I tried to standardize the training data with samples of 629,145 rows and 24 features:
from sklearn import datasets
import pandas as pd
from sklearn import svm
from sklearn.model_selection import train_test_split
from sklearn.preprocessing import MinMaxScaler
from sklearn.preprocessing import StandardScaler
df = pd.read_csv('mydata.csv', dtype='object')
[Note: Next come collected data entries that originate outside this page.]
//! LDML to business model conversion.
//!
//! The reverse pass is a set of independent transformers, each reading one
//! business field out of a parsed document. Only unparsable XML and an
//! unknown document category are errors.

mod adm;
mod common;
mod literature;

pub use adm::{
    transform_active_citations, transform_active_references, transform_ausserkrafttretedatum,
    transform_dokumenttyp, transform_dokumenttyp_zusatz, transform_fields_of_law,
    transform_gliederung, transform_inkrafttretedatum, transform_normgeber, transform_zitierdaten,
};
pub use common::{
    transform_document_number, transform_fundstellen, transform_id, transform_kurzreferat,
    transform_long_title, transform_norm_references,
};
pub use literature::{
    transform_dokumenttypen, transform_herausgeber, transform_verfasser,
    transform_veroeffentlichungsjahre,
};

use roxmltree::Document;
use tracing::debug;

use crate::error::{LdmlError, Result};
use crate::lookup::DocumentTypeLookup;
use crate::model::{DocumentCategory, DocumentationUnit};

/// Reconstructs documentation units from persisted LDML.
pub struct LdmlToBusinessConverter<'a> {
    lookup: &'a dyn DocumentTypeLookup,
}

impl<'a> LdmlToBusinessConverter<'a> {
    pub fn new(lookup: &'a dyn DocumentTypeLookup) -> Self {
        Self { lookup }
    }

    /// Parse `xml` and read every business field.
    pub fn convert(&self, xml: &str) -> Result<DocumentationUnit> {
        let document = Document::parse(xml)?;
        let category = detect_category(&document)?;

        let unit = match category {
            DocumentCategory::Verwaltungsvorschrift => {
                DocumentationUnit::Verwaltungsvorschrift(adm::read(&document, self.lookup))
            }
            DocumentCategory::LiteraturUnselbstaendig => DocumentationUnit::LiteraturUnselbstaendig(
                literature::read_uli(&document, self.lookup),
            ),
            DocumentCategory::LiteraturSelbstaendig => DocumentationUnit::LiteraturSelbstaendig(
                literature::read_sli(&document, self.lookup),
            ),
        };
        debug!(category = %category, "read documentation unit from LDML");
        Ok(unit)
    }
}

/// Category of a parsed document, from the proprietary namespace bound on its root.
pub fn detect_category(document: &Document<'_>) -> Result<DocumentCategory> {
    let bound: Vec<&str> = document
        .root_element()
        .namespaces()
        .map(|ns| ns.uri())
        .collect();

    bound
        .iter()
        .find_map(|uri| DocumentCategory::from_proprietary_namespace(uri))
        .ok_or_else(|| LdmlError::UnknownDocumentCategory(bound.join(", ")))
}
#manually choosing 24 features
X=df.loc[:, ['Bwd Pkt Len Min','Subflow Fwd Byts','TotLen Fwd Pkts','TotLen Fwd Pkts','Bwd Pkt Len Std','Flow IAT Min',
'Fwd IAT Min','Flow IAT Mean','Flow Duration','Flow IAT Std','Active Min','Active Mean','Fwd IAT Min',
'Bwd IAT Mean','Fwd IAT Mean','Init Fwd Win Byts','ACK Flag Cnt','Fwd PSH Flags','SYN Flag Cnt','Fwd Pkts/s',
'Bwd Pkts/s','Init Bwd Win Byts','PSH Flag Cnt','Pkt Size Avg']]
Y= df['Label']
X_train, X_test, y_train, y_test = train_test_split(X, Y, test_size=0.4,random_state=42) # 60% training and 40% test
X_train = scaler.fit_transform(X_train)
X_test = scaler.transform(X_test)
#Create a svm Classifier
clf = svm.SVC(kernel='rbf') # not linear Kernel
clf.fit(X_train, y_train)
Already 6 hours and SVM does not converge. Same data is converged with other algorithms very fast as RF and I know it is quite normal as SVM considered computationally high algorithm compared to KNN and RF.. I read quite a bit of questions/answers and articles.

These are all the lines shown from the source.